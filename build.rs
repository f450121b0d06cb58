// build.rs

use clap::{Arg, ArgAction, Command};
use clap_mangen::Man;
use std::env;
use std::fs;
use std::path::{Path, PathBuf};

fn build_cli() -> Command {
    Command::new("component-archive")
        .version(env!("CARGO_PKG_VERSION"))
        .about("Create component archives with a component descriptor")
        .subcommand_required(true)
        .subcommand(
            Command::new("create")
                .about("Create a new component archive")
                .arg(
                    Arg::new("archive_path")
                        .required(true)
                        .value_name("ARCHIVE_PATH")
                        .help("Directory to create the archive in"),
                )
                .arg(
                    Arg::new("component_name")
                        .long("component-name")
                        .help("Component name (e.g. github.com/acme/widget)"),
                )
                .arg(
                    Arg::new("component_version")
                        .long("component-version")
                        .help("Component version (semver, optional leading \"v\")"),
                )
                .arg(
                    Arg::new("repo_ctx")
                        .long("repo-ctx")
                        .help("Base URL of the OCI registry repository context"),
                )
                .arg(
                    Arg::new("component_name_mapping")
                        .long("component-name-mapping")
                        .value_parser(["urlPath", "sha256-digest"])
                        .help("Name mapping of the repository context"),
                )
                .arg(
                    Arg::new("on_conflict")
                        .long("on-conflict")
                        .value_parser(["fail", "reuse", "overwrite"])
                        .help("Behaviour if the archive already has a descriptor"),
                )
                .arg(
                    Arg::new("overwrite")
                        .short('w')
                        .long("overwrite")
                        .action(ArgAction::SetTrue)
                        .help("Replace an existing descriptor"),
                )
                .arg(
                    Arg::new("config")
                        .short('c')
                        .long("config")
                        .value_name("FILE")
                        .help("TOML file with default builder options"),
                ),
        )
}

fn render(cmd: Command, path: &Path) -> Result<(), String> {
    let mut buffer = Vec::new();
    Man::new(cmd)
        .render(&mut buffer)
        .map_err(|e| format!("Failed to render man page: {}", e))?;
    fs::write(path, buffer).map_err(|e| format!("Failed to write man page: {}", e))
}

fn main() {
    println!("cargo:rerun-if-changed=build.rs");

    let out_dir = match env::var("OUT_DIR") {
        Ok(dir) => PathBuf::from(dir),
        Err(e) => {
            println!("cargo:warning=OUT_DIR not set: {}", e);
            return;
        }
    };
    let man_dir = out_dir.join("man");

    if let Err(e) = fs::create_dir_all(&man_dir) {
        println!("cargo:warning=Failed to create man directory: {}", e);
        return;
    }

    let cmd = build_cli();
    let create = cmd
        .find_subcommand("create")
        .cloned()
        .map(|sub| sub.name("component-archive-create"));

    if let Err(e) = render(cmd, &man_dir.join("component-archive.1")) {
        println!("cargo:warning={}", e);
        return;
    }
    if let Some(create) = create
        && let Err(e) = render(create, &man_dir.join("component-archive-create.1"))
    {
        println!("cargo:warning={}", e);
    }
}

Exercise prompt ::
Which lines run from the one containing "to create man" to the end of the records? Transcribe exactly those, both ends included.

Reply to the exercise ::
        println!("cargo:warning=Failed to create man directory: {}", e);
        return;
    }

    let cmd = build_cli();
    let create = cmd
        .find_subcommand("create")
        .cloned()
        .map(|sub| sub.name("component-archive-create"));

    if let Err(e) = render(cmd, &man_dir.join("component-archive.1")) {
        println!("cargo:warning={}", e);
        return;
    }
    if let Some(create) = create
        && let Err(e) = render(create, &man_dir.join("component-archive-create.1"))
    {
        println!("cargo:warning={}", e);
    }
}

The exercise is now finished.